I'm not a Cardiac nurse, but I am thinking of becoming one once I educate myself more on cardiac anatomy and cardiac procedures. So here come my first cardiac question of 2013:
where should the pressure be applied after a hematoma is forming post cath: On the hematoma? Above the insertion site?
I think the pressure should be just above the insertion site, to help prevent more blood loss.

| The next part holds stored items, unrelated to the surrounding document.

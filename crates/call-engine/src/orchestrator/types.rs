//! Request and outcome types for the lifecycle orchestrator.
//!
//! Outcomes serialize to the response bodies of the HTTP binding:
//! `{ok:true, ...}` on success and `{ok:false, reason}` on a business rejection.

use std::fmt;

use serde::ser::SerializeMap;
use serde::{Deserialize, Serialize, Serializer};

use crate::error::RejectReason;

/// `endedBy` value when the customer hangs up
pub const ENDED_BY_CUSTOMER: &str = "CUSTOMER";
/// `endedBy` value for housekeeping triggers
pub const ENDED_BY_SYSTEM: &str = "SYSTEM";

/// `endReason` when an agent ends the call
pub const REASON_AGENT_END: &str = "AGENT_END";
/// `endReason` when the customer ends the call
pub const REASON_CUSTOMER_END: &str = "CUSTOMER_END";

#[derive(Debug, Clone, PartialEq, Eq)]
pub enum EnqueueOutcome {
    Enqueued { session_id: String },
    Rejected(RejectReason),
}

impl EnqueueOutcome {
    pub fn is_ok(&self) -> bool {
        matches!(self, EnqueueOutcome::Enqueued { .. })
    }

    pub fn reason(&self) -> Option<RejectReason> {
        match self {
            EnqueueOutcome::Rejected(reason) => Some(*reason),
            _ => None,
        }
    }
}

impl Serialize for EnqueueOutcome {
    fn serialize<S: Serializer>(&self, serializer: S) -> Result<S::Ok, S::Error> {
        match self {
            EnqueueOutcome::Enqueued { session_id } => {
                let mut map = serializer.serialize_map(Some(2))?;
                map.serialize_entry("ok", &true)?;
                map.serialize_entry("sessionId", session_id)?;
                map.end()
            }
            EnqueueOutcome::Rejected(reason) => serialize_rejection(serializer, *reason),
        }
    }
}

/// Successful claim of a waiting session
#[derive(Debug, Clone, PartialEq, Eq, Serialize, Deserialize)]
#[serde(rename_all = "camelCase")]
pub struct AcceptedCall {
    pub session_id: String,
    pub consultant_id: String,
    pub channel: String,
    /// Epoch milliseconds
    pub accepted_at: i64,
}

#[derive(Debug, Clone, PartialEq, Eq)]
pub enum AcceptOutcome {
    Accepted(AcceptedCall),
    Rejected(RejectReason),
}

impl AcceptOutcome {
    pub fn is_ok(&self) -> bool {
        matches!(self, AcceptOutcome::Accepted(_))
    }

    pub fn reason(&self) -> Option<RejectReason> {
        match self {
            AcceptOutcome::Rejected(reason) => Some(*reason),
            AcceptOutcome::Accepted(_) => None,
        }
    }

    pub fn accepted(&self) -> Option<&AcceptedCall> {
        match self {
            AcceptOutcome::Accepted(call) => Some(call),
            AcceptOutcome::Rejected(_) => None,
        }
    }
}

impl Serialize for AcceptOutcome {
    fn serialize<S: Serializer>(&self, serializer: S) -> Result<S::Ok, S::Error> {
        match self {
            AcceptOutcome::Accepted(call) => {
                let mut map = serializer.serialize_map(Some(5))?;
                map.serialize_entry("ok", &true)?;
                map.serialize_entry("sessionId", &call.session_id)?;
                map.serialize_entry("consultantId", &call.consultant_id)?;
                map.serialize_entry("channel", &call.channel)?;
                map.serialize_entry("acceptedAt", &call.accepted_at)?;
                map.end()
            }
            AcceptOutcome::Rejected(reason) => serialize_rejection(serializer, *reason),
        }
    }
}

fn serialize_rejection<S: Serializer>(serializer: S, reason: RejectReason) -> Result<S::Ok, S::Error> {
    let mut map = serializer.serialize_map(Some(2))?;
    map.serialize_entry("ok", &false)?;
    map.serialize_entry("reason", &reason)?;
    map.end()
}

/// Parameters of an `end` call
#[derive(Debug, Clone, PartialEq, Eq, Default)]
pub struct EndRequest {
    pub session_id: String,
    /// Agent claiming to own the call; `None` for customer and system triggers
    pub agent_id: Option<String>,
    pub ended_by: Option<String>,
    pub reason: Option<String>,
}

impl EndRequest {
    pub fn new(session_id: impl Into<String>) -> Self {
        Self {
            session_id: session_id.into(),
            ..Default::default()
        }
    }

    /// Agent hang-up: the agent is both the claimed owner and `endedBy`
    pub fn by_agent(session_id: impl Into<String>, agent_id: impl Into<String>) -> Self {
        let agent_id = agent_id.into();
        Self {
            session_id: session_id.into(),
            ended_by: Some(agent_id.clone()),
            agent_id: Some(agent_id),
            reason: Some(REASON_AGENT_END.to_string()),
        }
    }

    pub fn by_customer(session_id: impl Into<String>) -> Self {
        Self {
            session_id: session_id.into(),
            agent_id: None,
            ended_by: Some(ENDED_BY_CUSTOMER.to_string()),
            reason: Some(REASON_CUSTOMER_END.to_string()),
        }
    }

    pub fn with_agent(mut self, agent_id: impl Into<String>) -> Self {
        self.agent_id = Some(agent_id.into());
        self
    }

    pub fn with_ended_by(mut self, ended_by: impl Into<String>) -> Self {
        self.ended_by = Some(ended_by.into());
        self
    }

    pub fn with_reason(mut self, reason: impl Into<String>) -> Self {
        self.reason = Some(reason.into());
        self
    }
}

/// What `end` actually did. The caller-facing result is `ok` in every case.
#[derive(Debug, Clone, PartialEq, Eq)]
pub enum EndAction {
    /// The owner was released and the session finalized
    Ended { owner: String },
    /// No owner was recorded; only defensive cleanup ran
    NoOwner,
    /// The supplied agent is not the recorded owner; nothing changed
    Refused { recorded_owner: String },
}

#[derive(Debug, Clone, PartialEq, Eq)]
pub struct EndOutcome {
    pub session_id: String,
    pub action: EndAction,
}

impl Serialize for EndOutcome {
    fn serialize<S: Serializer>(&self, serializer: S) -> Result<S::Ok, S::Error> {
        let mut map = serializer.serialize_map(Some(2))?;
        map.serialize_entry("ok", &true)?;
        map.serialize_entry("sessionId", &self.session_id)?;
        map.end()
    }
}

/// Three-valued status reported to callers
#[derive(Debug, Clone, Copy, PartialEq, Eq, Hash, Serialize, Deserialize)]
#[serde(rename_all = "SCREAMING_SNAKE_CASE")]
pub enum VoiceStatus {
    Waiting,
    Accepted,
    /// Also reported for ids that were never seen
    Ended,
}

impl VoiceStatus {
    pub fn as_str(&self) -> &'static str {
        match self {
            VoiceStatus::Waiting => "WAITING",
            VoiceStatus::Accepted => "ACCEPTED",
            VoiceStatus::Ended => "ENDED",
        }
    }
}

impl fmt::Display for VoiceStatus {
    fn fmt(&self, f: &mut fmt::Formatter<'_>) -> fmt::Result {
        f.write_str(self.as_str())
    }
}

/// Entry of the agent-facing waiting list
#[derive(Debug, Clone, PartialEq, Eq, Serialize, Deserialize)]
#[serde(rename_all = "camelCase")]
pub struct WaitingSession {
    pub session_id: String,
    pub status: VoiceStatus,
}

impl WaitingSession {
    pub fn new(session_id: impl Into<String>) -> Self {
        Self {
            session_id: session_id.into(),
            status: VoiceStatus::Waiting,
        }
    }
}

#[derive(Debug, Clone, PartialEq, Eq, Serialize, Deserialize)]
#[serde(rename_all = "camelCase")]
pub struct StatusView {
    pub ok: bool,
    pub session_id: String,
    pub status: VoiceStatus,
    #[serde(default, skip_serializing_if = "Option::is_none")]
    pub consultant_id: Option<String>,
}

impl StatusView {
    pub fn new(session_id: impl Into<String>, status: VoiceStatus, consultant_id: Option<String>) -> Self {
        Self {
            ok: true,
            session_id: session_id.into(),
            status,
            consultant_id,
        }
    }
}
//! # Voicedesk Call Engine
//!
//! Voice call waiting queue and session lifecycle coordinator. Customers put
//! call requests into a waiting line, exactly one agent claims each call, every
//! agent handles at most one call at a time, and tearing a call down is
//! deterministic and idempotent. State changes are pushed to agents and
//! customers in real time.
//!
//! All shared state lives in a keyed store with per-key atomic operations and
//! no multi-key transactions. The engine itself holds no in-process locks.
//!
//! ## Architecture
//!
//! ```text
//!     HTTP / WebSocket (api)
//!               │
//!   ┌───────────────────────┐        ┌────────────────────┐
//!   │ LifecycleOrchestrator │──post─▶│ NotificationFanout │──▶ agent / customer sockets
//!   └───────────────────────┘        └────────────────────┘
//!               │
//!   ┌───────────┬───────────┬────────────────┬──────────────┬───────────┐
//!   │ Waiting   │ Session   │ Agent          │ Session      │ Ready     │
//!   │ Queue     │ Lock      │ Occupancy      │ State        │ Pool      │
//!   └───────────┴───────────┴────────────────┴──────────────┴───────────┘
//!               │
//!        KeyedStore (MemoryStore)
//! ```
//!
//! ## Quick Start
//!
//! ```
//! use std::sync::Arc;
//! use voicedesk_call_engine::prelude::*;
//!
//! # #[tokio::main(flavor = "current_thread")]
//! # async fn main() -> Result<()> {
//! let (fanout, _dispatcher) = NotificationFanout::spawn(ChannelRegistry::default());
//! let engine = LifecycleOrchestrator::new(
//!     Arc::new(MemoryStore::new()),
//!     VoiceDeskConfig::default(),
//!     fanout,
//! );
//!
//! engine.enqueue("S1").await;
//! assert!(engine.accept("S1", "A1").await.is_ok());
//! assert_eq!(
//!     engine.accept("S1", "A2").await.reason(),
//!     Some(RejectReason::NotWaiting)
//! );
//!
//! engine.end(EndRequest::by_agent("S1", "A1")).await?;
//! assert_eq!(engine.status("S1").await?.status, VoiceStatus::Ended);
//! # Ok(())
//! # }
//! ```

pub mod error;
pub mod config;
pub mod logging;

// Shared store and the wrappers over it
pub mod store;
pub mod queue;
pub mod lock;
pub mod occupancy;
pub mod session;
pub mod agent;

pub mod orchestrator;
pub mod notify;
pub mod token;

// Transport and process
pub mod api;
pub mod server;

pub use error::{CallEngineError, RejectReason, Result};
pub use config::VoiceDeskConfig;
pub use orchestrator::LifecycleOrchestrator;
pub use server::{VoiceDeskServer, VoiceDeskServerBuilder};

/// Prelude module for convenient imports
///
/// ```
/// use voicedesk_call_engine::prelude::*;
/// ```
pub mod prelude {
    //! Commonly used types for embedding the engine or running the server

    pub use crate::error::{CallEngineError, RejectReason, Result};
    pub use crate::config::{KeyConfig, QueueConfig, ServerConfig, TokenConfig, TtlConfig, VoiceDeskConfig};
    pub use crate::logging::{setup_logging, LogFormat, LoggingConfig};

    pub use crate::store::{KeyedStore, MemoryStore, StoreError, StoreResult};
    pub use crate::session::{CallSession, CallStatus};

    pub use crate::orchestrator::{
        AcceptOutcome, AcceptedCall, EndAction, EndOutcome, EndRequest, EnqueueOutcome,
        LifecycleOrchestrator, StatusView, VoiceStatus, WaitingSession,
    };
    pub use crate::notify::{ChannelRegistry, NotificationFanout, PushEvent, PushEventType};
    pub use crate::token::{CallToken, CallTokenService, HmacTokenIssuer, TokenIssuer};

    pub use crate::server::{VoiceDeskServer, VoiceDeskServerBuilder};
}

Other nurses are saying it should be directly on the hematoma, but they can't tell me "why." Is it to prevent compartment syndrome? What happens to the blood that formed the hematoma after pressure is applied? Does it drain out of the body via insertion site? Or spread out and eventually dissolve?
Jan 20, '13
When we put pressure on a groin in the OR, it's directly on the insertion site. Once a hematoma forms, there are two ways for it to go away: surgical intervention, where it is evacuated and sometimes a drain is placed; or the body will dissolve it on its own. I believe size and continued bleeding are the determining factors whether to use a surgical approach.
Jan 20, '13
I've been told that it is proper to apply pressure 1" above the puncture site. The artery is just above where the incision is and you need to be applying pressure to where the hole in the artery is not where the puncture you can see is. We also "mash" the hematoma to make it softer, although beware that this is VERY painful to the patient....
Jan 21, '13
Generally, you apply pressure above and medial to the puncture site. You should be able to palpate the pulse to be sure you are compressing the artery. It is helpful to have another person palpate pedal pulses for you to ascertain you are occluding the artery, or putting a pulse ox on the patient's great toe.
However, different docs enter the artery at different angles so the artery puncture may not always be just above the skin puncture. I had to pull bilateral sheaths placed by a radiologist. He warned me that the arteriotomy was up by the abdominal fold, nearly 4 inches above the skin puncture site.
Jan 23, '13
The most important factor is knowing how the artery was accessed as in which direction (retrograde vs antegrade)! That will depend how and where you hold pressure. If the artery was accessed retrograde (against blood flow) then I was taught to put the ring finger of my right hand over the puncture site seen on the skin and my index and middle fingers approx. 1" above the puncture site because that is where the actual puncture site of the artery is. Then place the left hand over the right hand to help steady your hands and apply further pressure. Hold pressure for at least 10 minutes for a freshly pulled catheter with or without forming hematoma or until hematoma begins to decrease in size.
It is the reverse if the artery was accessed antegrade (with blood flow). Place the index finger over the skin puncture site and the middle and ring fingers approx. 1" below the skin puncture.
I agree with other posters as well, palpate the artery by feeling it pulsate so you know you are compressing the correct spot and also adjust compression based on information from doctor.
Feb 1, '13
At my hospital we hold manual pressure in the groin for 25-30 minutes or longer until hemostasis has occurred. We always have a second RN in the room (or occasional our PCA) to document q5 vs and check the pedal pulse and groin. If a hematoma is forming while holding pressure a second RN applies manual pressure to the hematoma. We have had as many as three nurses holding pressure on one patient. Definitely not fun! To answer the "why" it has always been my understanding that it helps to diffuse the hematoma.
Feb 5, '13
I have been taught (and it is also our policy) that we apply pressure 1" above the insertion site, forming your hand into a "C" so that your four fingers are on top holding pressure with your thumb underneath then your other hand on top. Pressure needs to be held for at least 20 minutes or until hemostasis has been achieved. There should always be two RNs certified to pull a sheath in the room. Patient should be hooked up to telemetry and the BP should cycle at minimum every 5 minutes. We place a pulse ox on the foot of the same side where the sheath was to make sure we aren't holding too much pressure that we are occluding blood flow. Make sure to have the extra RN check the pedal pulse and around the groin site, too. If a patient develops a hematoma, continue holding pressure and "mash" it out. The patient needs to be back on bed rest with the leg straightened and the cardiologist needs to be notified. As for the period of bed rest, that is the cardiologist's preference.